> _Your task_: An exact copy of every entry is the required answer.

(Stored data entries)
******************************

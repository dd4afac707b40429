//! Definition and settings loading.
//!
//! Handles loading from files, strings, and HTTP URLs.

use std::path::Path;

use serde::de::DeserializeOwned;
use serde_json::Value;

use crate::definition::ApiDefinition;
use crate::error::LoadError;
use crate::types::Settings;

#[cfg(feature = "remote")]
use std::time::Duration;

/// Default timeout for HTTP requests (10 seconds).
#[cfg(feature = "remote")]
const HTTP_TIMEOUT: Duration = Duration::from_secs(10);

/// Load an API definition from a file path.
///
/// # Errors
///
/// Returns `LoadError::FileNotFound` if the file doesn't exist,
/// or `LoadError::InvalidJson` if it isn't a valid definition.
pub fn load_definition(path: &Path) -> Result<ApiDefinition, LoadError> {
    load_json_file(path)
}

/// Load an API definition from a JSON string.
///
/// # Errors
///
/// Returns `LoadError::InvalidJson` if the string isn't a valid definition.
pub fn load_definition_str(content: &str) -> Result<ApiDefinition, LoadError> {
    serde_json::from_str(content).map_err(|source| LoadError::InvalidJson { source })
}

/// Load settings from a JSON file. Missing keys keep their defaults.
///
/// # Errors
///
/// Returns `LoadError::FileNotFound` if the file doesn't exist,
/// or `LoadError::InvalidJson` if it isn't valid settings JSON.
pub fn load_settings(path: &Path) -> Result<Settings, LoadError> {
    load_json_file(path)
}

/// Load a JSON payload from a file.
///
/// # Errors
///
/// Returns `LoadError::FileNotFound` if the file doesn't exist,
/// or `LoadError::InvalidJson` if it isn't valid JSON.
pub fn load_payload(path: &Path) -> Result<Value, LoadError> {
    load_json_file(path)
}

fn load_json_file<T: DeserializeOwned>(path: &Path) -> Result<T, LoadError> {
    if !path.exists() {
        return Err(LoadError::FileNotFound {
            path: path.to_path_buf(),
        });
    }

    let content = std::fs::read_to_string(path).map_err(|source| LoadError::ReadError {
        path: path.to_path_buf(),
        source,
    })?;

    serde_json::from_str(&content).map_err(|source| LoadError::InvalidJson { source })
}

/// Load an API definition from an HTTP/HTTPS URL.
///
/// Requires the `remote` feature (enabled by default).
///
/// # Errors
///
/// Returns `LoadError::NetworkError` if the request fails or the body
/// isn't a valid definition.
#[cfg(feature = "remote")]
pub fn load_definition_url(url: &str) -> Result<ApiDefinition, LoadError> {
    let network_error = |source: reqwest::Error| LoadError::NetworkError {
        url: url.to_string(),
        source,
    };

    let client = reqwest::blocking::Client::builder()
        .timeout(HTTP_TIMEOUT)
        .build()
        .map_err(network_error)?;

    client
        .get(url)
        .send()
        .and_then(|response| response.error_for_status())
        .and_then(|response| response.json())
        .map_err(network_error)
}

/// Check if a string looks like a URL (starts with http:// or https://).
pub fn is_url(s: &str) -> bool {
    s.starts_with("http://") || s.starts_with("https://")
}

/// Load an API definition from a file path or URL.
///
/// URL loading requires the `remote` feature.
///
/// # Errors
///
/// Returns appropriate errors based on the source type.
pub fn load_definition_auto(source: &str) -> Result<ApiDefinition, LoadError> {
    if is_url(source) {
        #[cfg(feature = "remote")]
        {
            load_definition_url(source)
        }
        #[cfg(not(feature = "remote"))]
        {
            Err(LoadError::FileNotFound {
                path: std::path::PathBuf::from(source),
            })
        }
    } else {
        load_definition(Path::new(source))
    }
}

******************************

> _Task output_:
repository dd4afac707b40429
//! Definition and settings loading.
//!
//! Handles loading from files, strings, and HTTP URLs.

use std::path::Path;

use serde::de::DeserializeOwned;
use serde_json::Value;

use crate::definition::ApiDefinition;
use crate::error::LoadError;
use crate::types::Settings;

#[cfg(feature = "remote")]
use std::time::Duration;

/// Default timeout for HTTP requests (10 seconds).
#[cfg(feature = "remote")]
const HTTP_TIMEOUT: Duration = Duration::from_secs(10);

/// Load an API definition from a file path.
///
/// # Errors
///
/// Returns `LoadError::FileNotFound` if the file doesn't exist,
/// or `LoadError::InvalidJson` if it isn't a valid definition.
pub fn load_definition(path: &Path) -> Result<ApiDefinition, LoadError> {
    load_json_file(path)
}

/// Load an API definition from a JSON string.
///
/// # Errors
///
/// Returns `LoadError::InvalidJson` if the string isn't a valid definition.
pub fn load_definition_str(content: &str) -> Result<ApiDefinition, LoadError> {
    serde_json::from_str(content).map_err(|source| LoadError::InvalidJson { source })
}

/// Load settings from a JSON file. Missing keys keep their defaults.
///
/// # Errors
///
/// Returns `LoadError::FileNotFound` if the file doesn't exist,
/// or `LoadError::InvalidJson` if it isn't valid settings JSON.
pub fn load_settings(path: &Path) -> Result<Settings, LoadError> {
    load_json_file(path)
}

/// Load a JSON payload from a file.
///
/// # Errors
///
/// Returns `LoadError::FileNotFound` if the file doesn't exist,
/// or `LoadError::InvalidJson` if it isn't valid JSON.
pub fn load_payload(path: &Path) -> Result<Value, LoadError> {
    load_json_file(path)
}

fn load_json_file<T: DeserializeOwned>(path: &Path) -> Result<T, LoadError> {
    if !path.exists() {
        return Err(LoadError::FileNotFound {
            path: path.to_path_buf(),
        });
    }

    let content = std::fs::read_to_string(path).map_err(|source| LoadError::ReadError {
        path: path.to_path_buf(),
        source,
    })?;

    serde_json::from_str(&content).map_err(|source| LoadError::InvalidJson { source })
}

/// Load an API definition from an HTTP/HTTPS URL.
///
/// Requires the `remote` feature (enabled by default).
///
/// # Errors
///
/// Returns `LoadError::NetworkError` if the request fails or the body
/// isn't a valid definition.
#[cfg(feature = "remote")]
pub fn load_definition_url(url: &str) -> Result<ApiDefinition, LoadError> {
    let network_error = |source: reqwest::Error| LoadError::NetworkError {
        url: url.to_string(),
        source,
    };

    let client = reqwest::blocking::Client::builder()
        .timeout(HTTP_TIMEOUT)
        .build()
        .map_err(network_error)?;

    client
        .get(url)
        .send()
        .and_then(|response| response.error_for_status())
        .and_then(|response| response.json())
        .map_err(network_error)
}

/// Check if a string looks like a URL (starts with http:// or https://).
pub fn is_url(s: &str) -> bool {
    s.starts_with("http://") || s.starts_with("https://")
}

/// Load an API definition from a file path or URL.
///
/// URL loading requires the `remote` feature.
///
/// # Errors
///
/// Returns appropriate errors based on the source type.
pub fn load_definition_auto(source: &str) -> Result<ApiDefinition, LoadError> {
    if is_url(source) {
        #[cfg(feature = "remote")]
        {
            load_definition_url(source)
        }
        #[cfg(not(feature = "remote"))]
        {
            Err(LoadError::FileNotFound {
                path: std::path::PathBuf::from(source),
            })
        }
    } else {
        load_definition(Path::new(source))
    }
}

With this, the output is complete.